_Activity_
Copy out all lines from the entries below in which "degraded" occurs.

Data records
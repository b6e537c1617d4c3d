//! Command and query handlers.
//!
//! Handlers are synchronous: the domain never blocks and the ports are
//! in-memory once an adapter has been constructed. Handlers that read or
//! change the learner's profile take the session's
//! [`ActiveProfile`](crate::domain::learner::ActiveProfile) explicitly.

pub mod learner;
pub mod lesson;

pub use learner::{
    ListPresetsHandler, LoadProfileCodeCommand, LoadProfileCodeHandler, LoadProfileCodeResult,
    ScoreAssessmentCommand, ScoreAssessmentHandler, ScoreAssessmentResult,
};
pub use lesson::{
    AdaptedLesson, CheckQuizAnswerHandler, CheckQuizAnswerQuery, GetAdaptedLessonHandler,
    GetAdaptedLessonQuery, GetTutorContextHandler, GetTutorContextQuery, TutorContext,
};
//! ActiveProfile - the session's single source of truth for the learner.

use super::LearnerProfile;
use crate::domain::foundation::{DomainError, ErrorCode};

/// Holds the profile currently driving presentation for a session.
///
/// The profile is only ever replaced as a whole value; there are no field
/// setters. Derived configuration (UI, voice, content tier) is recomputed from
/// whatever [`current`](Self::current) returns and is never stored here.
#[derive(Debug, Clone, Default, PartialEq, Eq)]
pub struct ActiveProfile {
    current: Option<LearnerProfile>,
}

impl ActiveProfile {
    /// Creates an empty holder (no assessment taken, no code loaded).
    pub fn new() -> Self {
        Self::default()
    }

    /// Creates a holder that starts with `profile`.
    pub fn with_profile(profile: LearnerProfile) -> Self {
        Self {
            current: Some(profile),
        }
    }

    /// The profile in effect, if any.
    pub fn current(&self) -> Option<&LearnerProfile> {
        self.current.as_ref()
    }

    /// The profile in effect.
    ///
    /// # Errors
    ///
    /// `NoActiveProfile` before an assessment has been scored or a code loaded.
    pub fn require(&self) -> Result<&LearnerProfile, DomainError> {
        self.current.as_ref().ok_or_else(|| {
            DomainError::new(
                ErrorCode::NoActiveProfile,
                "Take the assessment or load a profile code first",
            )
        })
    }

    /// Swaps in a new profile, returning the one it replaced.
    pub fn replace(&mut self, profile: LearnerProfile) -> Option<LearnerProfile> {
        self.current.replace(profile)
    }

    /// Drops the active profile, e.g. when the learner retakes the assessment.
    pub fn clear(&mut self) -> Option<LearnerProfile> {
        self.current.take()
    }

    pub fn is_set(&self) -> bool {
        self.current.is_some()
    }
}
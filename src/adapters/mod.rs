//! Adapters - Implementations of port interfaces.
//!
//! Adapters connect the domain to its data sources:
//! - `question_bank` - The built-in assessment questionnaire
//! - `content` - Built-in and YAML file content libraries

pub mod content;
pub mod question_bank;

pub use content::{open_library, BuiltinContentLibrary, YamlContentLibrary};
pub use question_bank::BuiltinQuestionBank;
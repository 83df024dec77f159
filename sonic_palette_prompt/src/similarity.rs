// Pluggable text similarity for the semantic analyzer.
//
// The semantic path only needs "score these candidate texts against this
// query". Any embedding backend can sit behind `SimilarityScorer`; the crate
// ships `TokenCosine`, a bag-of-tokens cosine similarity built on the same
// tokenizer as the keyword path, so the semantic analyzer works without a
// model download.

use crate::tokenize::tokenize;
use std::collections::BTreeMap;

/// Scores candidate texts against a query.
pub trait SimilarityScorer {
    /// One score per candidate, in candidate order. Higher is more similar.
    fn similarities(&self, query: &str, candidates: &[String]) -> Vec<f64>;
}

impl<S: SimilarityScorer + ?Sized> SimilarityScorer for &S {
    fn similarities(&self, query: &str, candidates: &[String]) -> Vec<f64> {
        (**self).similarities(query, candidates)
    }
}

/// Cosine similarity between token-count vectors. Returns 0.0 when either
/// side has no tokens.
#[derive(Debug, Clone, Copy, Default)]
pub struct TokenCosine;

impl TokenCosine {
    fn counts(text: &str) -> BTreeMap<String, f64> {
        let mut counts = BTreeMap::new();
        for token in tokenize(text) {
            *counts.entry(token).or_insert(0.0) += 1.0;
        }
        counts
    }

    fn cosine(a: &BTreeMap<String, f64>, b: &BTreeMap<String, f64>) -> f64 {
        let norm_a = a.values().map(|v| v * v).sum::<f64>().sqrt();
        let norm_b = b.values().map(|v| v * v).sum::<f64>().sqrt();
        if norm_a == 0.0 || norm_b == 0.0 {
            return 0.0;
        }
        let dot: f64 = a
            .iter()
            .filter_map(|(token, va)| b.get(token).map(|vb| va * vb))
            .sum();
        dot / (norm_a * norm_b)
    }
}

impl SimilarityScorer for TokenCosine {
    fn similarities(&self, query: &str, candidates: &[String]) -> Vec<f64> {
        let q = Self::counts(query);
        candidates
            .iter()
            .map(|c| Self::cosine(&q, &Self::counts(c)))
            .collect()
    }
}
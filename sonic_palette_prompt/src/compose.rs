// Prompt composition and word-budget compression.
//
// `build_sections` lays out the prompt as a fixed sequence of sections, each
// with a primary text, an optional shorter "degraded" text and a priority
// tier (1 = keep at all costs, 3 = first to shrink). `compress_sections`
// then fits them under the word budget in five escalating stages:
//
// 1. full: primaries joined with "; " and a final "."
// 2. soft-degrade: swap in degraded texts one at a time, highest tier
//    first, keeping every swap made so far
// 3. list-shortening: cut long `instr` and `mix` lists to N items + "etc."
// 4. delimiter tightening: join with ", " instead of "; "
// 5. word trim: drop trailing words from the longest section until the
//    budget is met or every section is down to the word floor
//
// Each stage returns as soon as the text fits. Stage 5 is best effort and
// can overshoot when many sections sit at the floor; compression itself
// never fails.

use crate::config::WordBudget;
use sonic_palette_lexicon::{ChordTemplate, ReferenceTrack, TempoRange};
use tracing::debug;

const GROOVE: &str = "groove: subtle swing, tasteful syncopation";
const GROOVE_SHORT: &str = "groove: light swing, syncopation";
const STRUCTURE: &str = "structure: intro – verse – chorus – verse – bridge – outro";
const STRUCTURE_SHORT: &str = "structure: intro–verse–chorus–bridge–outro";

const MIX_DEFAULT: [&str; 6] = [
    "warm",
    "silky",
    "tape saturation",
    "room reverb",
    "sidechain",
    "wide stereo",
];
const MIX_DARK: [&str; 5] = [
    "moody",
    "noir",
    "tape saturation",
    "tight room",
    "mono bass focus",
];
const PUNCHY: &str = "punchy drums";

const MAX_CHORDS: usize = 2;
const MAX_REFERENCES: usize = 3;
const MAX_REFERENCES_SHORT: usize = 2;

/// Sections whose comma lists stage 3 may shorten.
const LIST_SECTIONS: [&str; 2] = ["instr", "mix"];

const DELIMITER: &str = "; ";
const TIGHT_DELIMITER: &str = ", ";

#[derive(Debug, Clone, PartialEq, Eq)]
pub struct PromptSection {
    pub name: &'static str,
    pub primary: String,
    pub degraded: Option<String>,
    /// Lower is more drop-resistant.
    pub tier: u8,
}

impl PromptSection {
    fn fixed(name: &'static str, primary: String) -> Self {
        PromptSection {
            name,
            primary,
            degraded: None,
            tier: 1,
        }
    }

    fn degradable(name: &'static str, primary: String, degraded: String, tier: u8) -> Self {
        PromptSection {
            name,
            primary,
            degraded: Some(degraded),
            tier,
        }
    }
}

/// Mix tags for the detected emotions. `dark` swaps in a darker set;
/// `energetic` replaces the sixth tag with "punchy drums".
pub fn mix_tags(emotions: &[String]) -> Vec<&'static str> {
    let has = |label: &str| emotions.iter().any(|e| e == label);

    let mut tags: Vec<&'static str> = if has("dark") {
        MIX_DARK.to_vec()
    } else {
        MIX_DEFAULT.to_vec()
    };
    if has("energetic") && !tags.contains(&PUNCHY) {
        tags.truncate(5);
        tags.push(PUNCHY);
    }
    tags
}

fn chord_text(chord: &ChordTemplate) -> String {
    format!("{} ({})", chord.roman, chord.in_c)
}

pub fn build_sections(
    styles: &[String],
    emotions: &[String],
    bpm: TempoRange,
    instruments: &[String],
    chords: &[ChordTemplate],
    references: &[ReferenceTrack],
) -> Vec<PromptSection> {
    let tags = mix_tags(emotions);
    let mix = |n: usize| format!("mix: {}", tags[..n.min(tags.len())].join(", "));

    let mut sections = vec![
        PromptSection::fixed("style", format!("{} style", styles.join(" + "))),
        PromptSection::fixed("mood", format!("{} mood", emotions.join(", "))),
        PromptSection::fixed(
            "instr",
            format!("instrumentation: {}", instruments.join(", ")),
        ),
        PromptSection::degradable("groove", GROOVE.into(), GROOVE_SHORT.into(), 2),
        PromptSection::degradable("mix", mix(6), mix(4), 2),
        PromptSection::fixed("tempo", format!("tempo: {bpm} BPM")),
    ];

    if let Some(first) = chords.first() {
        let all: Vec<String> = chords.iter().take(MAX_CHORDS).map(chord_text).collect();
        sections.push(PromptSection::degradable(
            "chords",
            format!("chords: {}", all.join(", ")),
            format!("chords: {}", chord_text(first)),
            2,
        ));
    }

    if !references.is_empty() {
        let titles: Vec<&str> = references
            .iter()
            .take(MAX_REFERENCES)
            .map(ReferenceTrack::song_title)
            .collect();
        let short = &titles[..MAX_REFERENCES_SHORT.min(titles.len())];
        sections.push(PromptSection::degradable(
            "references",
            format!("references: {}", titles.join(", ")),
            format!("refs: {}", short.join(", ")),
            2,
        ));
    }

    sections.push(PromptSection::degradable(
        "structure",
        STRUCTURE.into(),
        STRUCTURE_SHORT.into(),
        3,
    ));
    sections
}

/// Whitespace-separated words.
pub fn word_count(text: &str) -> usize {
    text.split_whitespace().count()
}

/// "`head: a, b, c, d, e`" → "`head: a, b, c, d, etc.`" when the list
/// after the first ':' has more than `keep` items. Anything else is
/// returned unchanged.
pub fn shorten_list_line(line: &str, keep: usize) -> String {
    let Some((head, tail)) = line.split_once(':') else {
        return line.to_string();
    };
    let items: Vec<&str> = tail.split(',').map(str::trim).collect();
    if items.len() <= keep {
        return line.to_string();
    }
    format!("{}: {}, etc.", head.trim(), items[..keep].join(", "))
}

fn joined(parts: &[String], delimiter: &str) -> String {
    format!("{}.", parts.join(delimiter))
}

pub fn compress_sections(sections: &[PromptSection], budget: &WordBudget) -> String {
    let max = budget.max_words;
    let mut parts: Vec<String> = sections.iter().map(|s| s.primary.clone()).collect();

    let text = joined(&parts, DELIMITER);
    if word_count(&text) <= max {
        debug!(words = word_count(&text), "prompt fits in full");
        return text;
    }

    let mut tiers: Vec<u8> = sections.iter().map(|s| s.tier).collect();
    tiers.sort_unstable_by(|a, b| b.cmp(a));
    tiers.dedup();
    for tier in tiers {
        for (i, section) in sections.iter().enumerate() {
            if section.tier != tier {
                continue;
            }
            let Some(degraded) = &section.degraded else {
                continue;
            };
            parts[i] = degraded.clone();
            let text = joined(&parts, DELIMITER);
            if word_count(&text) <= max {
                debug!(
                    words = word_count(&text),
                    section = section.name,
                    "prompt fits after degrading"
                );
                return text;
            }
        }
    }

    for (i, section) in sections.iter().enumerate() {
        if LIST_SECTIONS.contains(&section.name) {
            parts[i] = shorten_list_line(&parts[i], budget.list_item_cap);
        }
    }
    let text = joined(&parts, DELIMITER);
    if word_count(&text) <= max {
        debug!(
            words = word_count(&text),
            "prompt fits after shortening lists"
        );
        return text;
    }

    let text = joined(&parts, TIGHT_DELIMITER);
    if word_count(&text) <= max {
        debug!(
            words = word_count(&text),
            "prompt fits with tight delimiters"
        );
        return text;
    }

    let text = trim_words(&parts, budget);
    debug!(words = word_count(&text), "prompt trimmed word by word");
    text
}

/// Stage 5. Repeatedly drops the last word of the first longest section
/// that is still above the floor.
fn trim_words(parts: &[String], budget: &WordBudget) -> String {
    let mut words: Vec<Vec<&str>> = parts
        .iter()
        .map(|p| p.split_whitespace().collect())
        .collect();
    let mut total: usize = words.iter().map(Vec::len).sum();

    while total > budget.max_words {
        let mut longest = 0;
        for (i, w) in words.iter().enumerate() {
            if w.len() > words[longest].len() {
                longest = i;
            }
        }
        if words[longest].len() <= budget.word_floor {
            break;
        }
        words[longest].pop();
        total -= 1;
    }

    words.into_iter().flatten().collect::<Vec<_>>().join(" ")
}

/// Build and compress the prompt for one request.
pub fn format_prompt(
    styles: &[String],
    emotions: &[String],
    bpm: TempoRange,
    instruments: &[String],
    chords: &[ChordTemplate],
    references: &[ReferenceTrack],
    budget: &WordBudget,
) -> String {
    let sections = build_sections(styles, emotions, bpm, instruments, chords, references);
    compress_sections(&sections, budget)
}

_Reply to the task_
// with a primary text, an optional shorter "degraded" text and a priority
// 2. soft-degrade: swap in degraded texts one at a time, highest tier
    pub degraded: Option<String>,
            degraded: None,
    fn degradable(name: &'static str, primary: String, degraded: String, tier: u8) -> Self {
            degraded: Some(degraded),
            let Some(degraded) = &section.degraded else {
            parts[i] = degraded.clone();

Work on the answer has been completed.